Он вымученно улыбнулся:
— Значит, ты меня раз пятнадцать достал, Валерочка.
Я хохотнул, но скорее на нервной почве. Хорошо, что он еще шутит. Эх, кабы не этот славный дед, я бы сейчас был размазан по склону хребта тонким слоем, как масло по бутерброду! Расколов выстрелом прожектор, Степан Макарыч отвлек патрульного и спас меня от верной гибели.
Я отбросил несколько мелких камней, потом попытался поднять обломок скалы, под который уходили ноги деда. Нижнее ребро оказалось округлым, ухватиться было не за что, пальцы соскальзывали… Обломок вдруг заскрипел, зашевелился сам по себе, стал подниматься без малейшего моего участия. Невольно заглянув под него, я увидел, что он был значительно крупнее, чем я предполагал. С учетом наваленных сверху камней и льда он весил столько, что даже вдвоем с Кирюхой мы бы не сдвинули его с места, а невидимка сделал это легко и бережно.

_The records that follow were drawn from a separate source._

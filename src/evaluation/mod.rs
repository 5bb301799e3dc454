//! Hold-out evaluation of fitted models.

pub mod domain;
pub mod service;

pub use domain::{Confusion, EvalSuite};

Я даже оборачиваться не стал, чтобы разобраться, кто мне помогает, да и некогда было оборачиваться. Не теряя времени даром, я обхватил подмышки Степана Макарыча и вытащил его из-под завала.

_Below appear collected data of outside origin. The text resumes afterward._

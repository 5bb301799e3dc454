//! Metric computation on the hold-out split.

use std::time::Instant;

use crate::common::error::{RiskError, RiskResult};
use crate::common::{log, time};
use crate::data::domain::Record;
use crate::inference::service as inference_service;
use crate::network::BayesianNetwork;

use super::domain::{Confusion, EvalSuite};

/// Fraction of positions where `predicted` equals `actual`.
pub fn accuracy(predicted: &[usize], actual: &[usize]) -> RiskResult<f64> {
    if predicted.is_empty() {
        return Err(RiskError::invalid("accuracy of an empty prediction set"));
    }
    if predicted.len() != actual.len() {
        return Err(RiskError::invalid(format!(
            "{} predictions for {} labels",
            predicted.len(),
            actual.len()
        )));
    }
    let hits = predicted.iter().zip(actual).filter(|(p, a)| p == a).count();
    Ok(hits as f64 / predicted.len() as f64)
}

/// Confusion counts, treating state 1 as the positive class.
pub fn confusion(predicted: &[usize], actual: &[usize]) -> Confusion {
    let mut out = Confusion::default();
    for (p, a) in predicted.iter().zip(actual) {
        match (*a == 1, *p == 1) {
            (false, false) => out.tn += 1,
            (false, true) => out.fp += 1,
            (true, false) => out.fn_ += 1,
            (true, true) => out.tp += 1,
        }
    }
    out
}

/// Predict the outcome of every test record from its risk factors and score the result.
pub fn evaluate(network: &BayesianNetwork, test: &[Record]) -> RiskResult<EvalSuite> {
    let start = Instant::now();
    let result = inference_service::batch_predict(network, test).and_then(|predicted| {
        let actual: Vec<usize> = test.iter().map(Record::outcome).collect();
        Ok(EvalSuite {
            accuracy: accuracy(&predicted, &actual)?,
            n_test: test.len(),
            confusion: confusion(&predicted, &actual),
        })
    });
    log::log_outcome("evaluation", "evaluate", &result, time::elapsed_ms(start));
    result
}

#[cfg(test)]
mod tests {
    use super::*;

    #[test]
    fn accuracy_counts_matches() {
        assert_eq!(accuracy(&[1, 0, 1, 1], &[1, 1, 1, 0]).unwrap(), 0.5);
        assert!(accuracy(&[], &[]).is_err());
        assert!(accuracy(&[1], &[1, 0]).is_err());
    }

    #[test]
    fn confusion_uses_state_one_as_positive() {
        let c = confusion(&[1, 0, 1, 0, 1], &[1, 1, 0, 0, 1]);
        assert_eq!(c.as_matrix(), [[1, 1], [1, 2]]);
    }
}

— Валенок! — спохватился дед. — Валенок там остался!
Ощущая легкую дрожь в загривке, я просунул руку под камень. Пальцы нащупали валенок и вытащили его на свободу. Так же бережно, как поднимался, обломок опустился на груду щебня и смерзшегося снега, в которых остался отпечаток ног Степана Макарыча.
Я сидел неподвижно на дне пещеры, приткнувшись лопатками к стене и прижимая к груди валенок. Степан Макарыч сидел у стены напротив, в его округлившихся глазах стояло простодушное удивление. Кирюха, обрабатывающий лицо Штильману, не видел, что произошло, зато торчащий из-под его пальцев глаз зама по науке потрясенно уставился на плиту.

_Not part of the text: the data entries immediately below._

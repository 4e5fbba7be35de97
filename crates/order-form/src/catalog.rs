// File: src/catalog.rs
// Purpose: Static ordered list of topping choices

use serde::{Deserialize, Serialize};

/// One selectable topping
#[derive(Debug, Clone, PartialEq, Eq, Serialize, Deserialize)]
pub struct Topping {
    pub id: String,
    pub label: String,
}

impl Topping {
    pub fn new(id: impl Into<String>, label: impl Into<String>) -> Self {
        Self {
            id: id.into(),
            label: label.into(),
        }
    }
}

/// Ordered topping choices
///
/// Drives both the checkbox list and the set of identifiers the schema accepts.
#[derive(Debug, Clone, PartialEq, Eq, Serialize, Deserialize)]
#[serde(transparent)]
pub struct ToppingCatalog {
    toppings: Vec<Topping>,
}

impl ToppingCatalog {
    pub fn new(toppings: Vec<Topping>) -> Self {
        Self { toppings }
    }

    pub fn contains(&self, id: &str) -> bool {
        self.toppings.iter().any(|topping| topping.id == id)
    }

    pub fn iter(&self) -> impl Iterator<Item = &Topping> {
        self.toppings.iter()
    }

    pub fn len(&self) -> usize {
        self.toppings.len()
    }

    pub fn is_empty(&self) -> bool {
        self.toppings.is_empty()
    }
}

impl Default for ToppingCatalog {
    fn default() -> Self {
        Self::new(vec![
            Topping::new("1", "Pepperoni"),
            Topping::new("2", "Green Peppers"),
            Topping::new("3", "Pineapple"),
            Topping::new("4", "Mushrooms"),
            Topping::new("5", "Ham"),
        ])
    }
}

Немного придя в себя, я поднялся с пола и молча отдал валенок хозяину. Степан Макарыч принял потерю с таким видом, словно не знал, что с ней делать — мысли его были сейчас далеко не о валенке.
— Как ноги, Степан Макарыч? — уточнил я. — Не сломаны?
— Помяло маленько, — севшим голосом ответил дед. — Но кости вроде целы. Ничего, расхожусь.
— Ну и слава богу.
Хрупая крошевом, которым было усыпано дно, я приблизился к невысокому пришельцу, застывшему в глубине прохода и делающему вид, будто он тут совершенно ни при чем. Рядом с его ногами пушилась собачья шапка. Я поднял ее, отряхнул о коленку и, расправляя, произнес:
— Силен ты, однако, горы ворочать, мастер Йода. Спасибо за помощь, чертяка.
Бульвум посмотрел на меня с презрением и отвернул физиономию. Все ясно. Не мне он помогал, а Степану Макарычу — одному из немногих, кто отнесся к пришельцу с пониманием, кто угостил его яблоком, протянул руку на обрыве и вообще не проявлял враждебности. Что ж, кому-то надо быть таким человеком, и я не против, чтобы это был Степан Макарыч.
Однако я не такой человек. И становиться им не собираюсь.